Durante a última semana de junho foi divulgado por diversos veículos de informação (televisão, jornais, revistas, sites e redes sociais), incluindo aqui no Portal, a notícia com a temática do título dessa matéria. Hospitais e prontos-socorros do país relataram um pico de demanda de pacientes oligossintomáticos e assintomáticos desejando realizar tal teste para a Covid-19 pois “agora está coberto pelo plano”. A nova Resolução Normativa cobre sim tal exame, mas sob determinadas apresentações clínicas que discutiremos a seguir.
Testes para Covid-19
Foi publicado no Diário Oficial da União (DOU), do dia 29 de junho de 2020, a Resolução Normativa Nº 458, de 26 de junho de 2020, alterando a Resolução Normativa – RN nº 428, de 07 de novembro de 2017, que dispõe sobre o Rol de Procedimentos e Eventos em Saúde no âmbito da Saúde Suplementar, para regulamentar a cobertura obrigatória e a utilização de testes sorológicos para a infecção pelo Coronavírus (Covid-19), em cumprimento a determinação judicial proferida nos autos da Ação Civil Pública nº 0810140-15.2020.4.05.8300.

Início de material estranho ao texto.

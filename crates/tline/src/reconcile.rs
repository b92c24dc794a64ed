#![forbid(unsafe_code)]

//! Reconciliation of external updates against the current state.
//!
//! [`reconcile`] is a pure decision: given what the timeline currently holds
//! and what the host now supplies, it says whether the canvas must move, the
//! layout must be recomputed, or nothing needs to happen. The
//! [`Timeline`](crate::Timeline) applies the decision once per update.

use serde::{Deserialize, Serialize};
use tline_core::{Group, Item, Viewport, VisibleRange};

/// What an external update requires.
#[derive(Debug, Clone, Copy, PartialEq, Eq, Serialize, Deserialize)]
#[serde(tag = "action", rename_all = "snake_case")]
pub enum Reconciliation {
    /// Nothing changed.
    Keep,
    /// Items or groups changed; restack over the current canvas.
    Restack,
    /// A visible range was supplied; run the canvas window, relaying out
    /// unconditionally when `force` is set.
    ScrollCanvas { visible: VisibleRange, force: bool },
}

impl Reconciliation {
    #[must_use]
    pub const fn forces_relayout(&self) -> bool {
        matches!(
            self,
            Self::Restack | Self::ScrollCanvas { force: true, .. }
        )
    }
}

/// Decide how to absorb `next_items`/`next_groups` and an optional
/// host-controlled visible range.
#[must_use]
pub fn reconcile(
    current: &Viewport,
    prev_items: &[Item],
    prev_groups: &[Group],
    next_items: &[Item],
    next_groups: &[Group],
    requested: Option<VisibleRange>,
) -> Reconciliation {
    let force = prev_items != next_items || prev_groups != next_groups;
    if let Some(visible) = requested
        && (force || visible != current.visible())
    {
        return Reconciliation::ScrollCanvas { visible, force };
    }
    if force {
        Reconciliation::Restack
    } else {
        Reconciliation::Keep
    }
}
#![forbid(unsafe_code)]

//! Anchored zoom, wheel/pinch interpretation, and scroll → time mapping.
//!
//! # Invariants
//!
//! 1. Every range produced by [`ZoomController::change_zoom`] has a span in
//!    `[min_zoom, max_zoom]`.
//! 2. The time under the anchor fraction stays put (up to rounding) unless
//!    the zoom was clamped.
//!
//! # Failure Modes
//!
//! A non-finite or non-positive scale leaves the range unchanged. A zero
//! container width maps every pointer to anchor `0`.

use serde::{Deserialize, Serialize};
use tline_core::{Millis, TimelineConfig, Viewport, VisibleRange};

// ---------------------------------------------------------------------------
// Zoom controller
// ---------------------------------------------------------------------------

/// Zoom bounds for one timeline.
#[derive(Debug, Clone, Copy, PartialEq, Eq, Serialize, Deserialize)]
pub struct ZoomController {
    pub min_zoom: Millis,
    pub max_zoom: Millis,
}

impl ZoomController {
    #[must_use]
    pub const fn new(min_zoom: Millis, max_zoom: Millis) -> Self {
        Self { min_zoom, max_zoom }
    }

    #[must_use]
    pub const fn from_config(config: &TimelineConfig) -> Self {
        Self::new(config.min_zoom_millis, config.max_zoom_millis)
    }

    /// Clamp a span into `[min_zoom, max_zoom]`.
    #[must_use]
    pub fn clamp(&self, zoom: Millis) -> Millis {
        zoom.max(self.min_zoom).min(self.max_zoom)
    }

    /// Scale `visible` by `scale`, keeping the time at fraction `anchor` of
    /// the visible width in place.
    #[must_use]
    pub fn change_zoom(&self, visible: VisibleRange, scale: f64, anchor: f64) -> VisibleRange {
        if !scale.is_finite() || scale <= 0.0 {
            tracing::trace!(target: "tline.interact", scale, "ignored zoom scale");
            return visible;
        }
        let anchor = if anchor.is_finite() {
            anchor.clamp(0.0, 1.0)
        } else {
            0.0
        };
        let old_zoom = visible.span();
        let new_zoom = self.clamp((old_zoom as f64 * scale).round() as Millis);
        let start = (visible.start as f64 + (old_zoom - new_zoom) as f64 * anchor).round() as Millis;
        VisibleRange::new(start, start.saturating_add(new_zoom))
    }

    /// Range for showing `[from, to]`; `None` when the span is below
    /// `min_zoom`.
    ///
    /// Spans above `max_zoom` are cut to `max_zoom` from `from`: the viewport
    /// requires its visible span to stay within `[min_zoom, max_zoom]`, and
    /// `from` stays the left edge the caller asked for.
    #[must_use]
    pub fn show_period(&self, from: Millis, to: Millis) -> Option<VisibleRange> {
        let span = to.saturating_sub(from);
        if span < self.min_zoom {
            return None;
        }
        Some(VisibleRange::new(from, from.saturating_add(span.min(self.max_zoom))))
    }
}

// ---------------------------------------------------------------------------
// Wheel
// ---------------------------------------------------------------------------

/// Zoom speed for ctrl+wheel.
pub const CTRL_WHEEL_SPEED: f64 = 10.0;
/// Zoom speed for meta+wheel.
pub const META_WHEEL_SPEED: f64 = 3.0;
/// Zoom speed for alt+wheel.
pub const ALT_WHEEL_SPEED: f64 = 1.0;
/// Wheel delta that, at speed 1, doubles the span.
pub const WHEEL_DELTA_DIVISOR: f64 = 500.0;

/// Modifier keys held during a wheel event.
#[derive(Debug, Clone, Copy, PartialEq, Eq, Default, Serialize, Deserialize)]
pub struct WheelModifiers {
    pub ctrl: bool,
    pub meta: bool,
    pub alt: bool,
    pub shift: bool,
}

/// One wheel event, with the pointer relative to the visible area.
#[derive(Debug, Clone, Copy, PartialEq, Default, Serialize, Deserialize)]
pub struct WheelInput {
    pub delta_x: f64,
    pub delta_y: f64,
    pub pointer_x: f64,
    pub modifiers: WheelModifiers,
}

/// What a wheel event should do.
#[derive(Debug, Clone, Copy, PartialEq, Serialize, Deserialize)]
#[serde(tag = "action", rename_all = "snake_case")]
pub enum WheelAction {
    /// Zoom by `scale` around `anchor` (fraction of the visible width).
    Zoom { scale: f64, anchor: f64 },
    /// Scroll horizontally by `delta_px`.
    Scroll { delta_px: f64 },
    /// Leave the event to the host's native scrolling.
    Native,
}

/// Fraction of `width_px` at `x`, or 0 for an empty container.
#[must_use]
pub fn anchor_fraction(x: f64, width_px: f64) -> f64 {
    if width_px > 0.0 { x / width_px } else { 0.0 }
}

/// Interpret a wheel event: ctrl/meta/alt zoom, shift scrolls sideways.
#[must_use]
pub fn interpret_wheel(input: &WheelInput, width_px: f64) -> WheelAction {
    let m = input.modifiers;
    let speed = if m.ctrl {
        Some(CTRL_WHEEL_SPEED)
    } else if m.meta {
        Some(META_WHEEL_SPEED)
    } else if m.alt {
        Some(ALT_WHEEL_SPEED)
    } else {
        None
    };
    if let Some(speed) = speed {
        return WheelAction::Zoom {
            scale: 1.0 + speed * input.delta_y / WHEEL_DELTA_DIVISOR,
            anchor: anchor_fraction(input.pointer_x, width_px),
        };
    }
    if m.shift {
        // Touchpads report shift+scroll on the y axis, mice on x.
        let delta_px = if input.delta_y != 0.0 {
            input.delta_y
        } else {
            input.delta_x
        };
        return WheelAction::Scroll { delta_px };
    }
    WheelAction::Native
}

// ---------------------------------------------------------------------------
// Pinch & pan
// ---------------------------------------------------------------------------

/// Two-finger pinch tracker.
#[derive(Debug, Clone, Copy, PartialEq, Default)]
pub struct PinchTracker {
    last_distance: Option<f64>,
}

impl PinchTracker {
    pub fn start(&mut self, distance: f64) {
        self.last_distance = Some(distance);
    }

    /// Scale and anchor for a new finger distance; `None` when no pinch is
    /// active or either distance is zero.
    pub fn update(&mut self, distance: f64, center_x: f64, width_px: f64) -> Option<(f64, f64)> {
        let last = self.last_distance?;
        if last == 0.0 || distance == 0.0 {
            return None;
        }
        self.last_distance = Some(distance);
        Some((last / distance, anchor_fraction(center_x, width_px)))
    }

    pub fn end(&mut self) {
        self.last_distance = None;
    }

    #[must_use]
    pub const fn is_active(&self) -> bool {
        self.last_distance.is_some()
    }
}

/// Background drag-to-pan tracker.
#[derive(Debug, Clone, Copy, PartialEq, Default)]
pub struct PanTracker {
    last_x: Option<f64>,
}

impl PanTracker {
    pub fn start(&mut self, x: f64) {
        self.last_x = Some(x);
    }

    /// Scroll delta for a pointer move; dragging right scrolls left.
    pub fn update(&mut self, x: f64) -> Option<f64> {
        let last = self.last_x.replace(x)?;
        Some(last - x)
    }

    pub fn end(&mut self) {
        self.last_x = None;
    }

    #[must_use]
    pub const fn is_active(&self) -> bool {
        self.last_x.is_some()
    }
}

// ---------------------------------------------------------------------------
// Scroll
// ---------------------------------------------------------------------------

/// Visible start for horizontal scroll offset `scroll_x` over `viewport`'s
/// canvas at the current zoom.
#[must_use]
pub fn visible_start_for_scroll(viewport: &Viewport, scroll_x: f64) -> Millis {
    if viewport.width_px <= 0.0 {
        return viewport.visible_start;
    }
    let offset = viewport.zoom() as f64 * scroll_x / viewport.width_px;
    viewport.canvas_start + offset.round() as Millis
}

Para compreender a abrangência da Saúde Suplementar (planos de saúde), é necessário rever alguns conceitos gerais sobre o sistema de saúde no Brasil e os números da Saúde Suplementar.
Estudamos durante a graduação e nos cursos pré-residência como o sistema de saúde no Brasil se desenvolveu ao longo do tempo, passando por:
- 1923: Caixa de Aposentadorias e Pensões (CAPs), pelo Decreto n° 4.682 de 24/01/1923 (Lei Eloy Chaves);
- Década de 30: Institutos de Aposentados e Pensionistas (IAPS);
- Década de 60 (1966): Instituto Nacional de Previdência Social (INPS) por meio da Lei Orgânica da Previdência Social (LOPS);
- 1977: Instituto Nacional de Assistência Médica e Previdência Social (INAMPS), contido no Sistema Nacional de Previdência e Assistência Social (SINPAS);
- 1986: Sistema Único e Descentralizado de Saúde (SUDS);
- Constituição de 1988: instaurou o Sistema Único de Saúde (SUS), de acesso irrestrito (universal), com seus princípios éticos/doutrinários e organizacionais/operativos.
Setor de Saúde Suplementar
O setor de Saúde Suplementar é regulamentado através da Lei n° 9.656 de 03 de junho 1998, dispondo sobre os planos e seguros privados de assistência à saúde, criando regras e também punições para as operadoras em caso de divergência contratual.
A Saúde Suplementar é regulada pela Agência Nacional de Saúde Suplementar (ANS), criada pela Lei n° 9.961 de 2000, visando a conformidade das relações entre as operadoras, os prestadores e os beneficiários dos planos.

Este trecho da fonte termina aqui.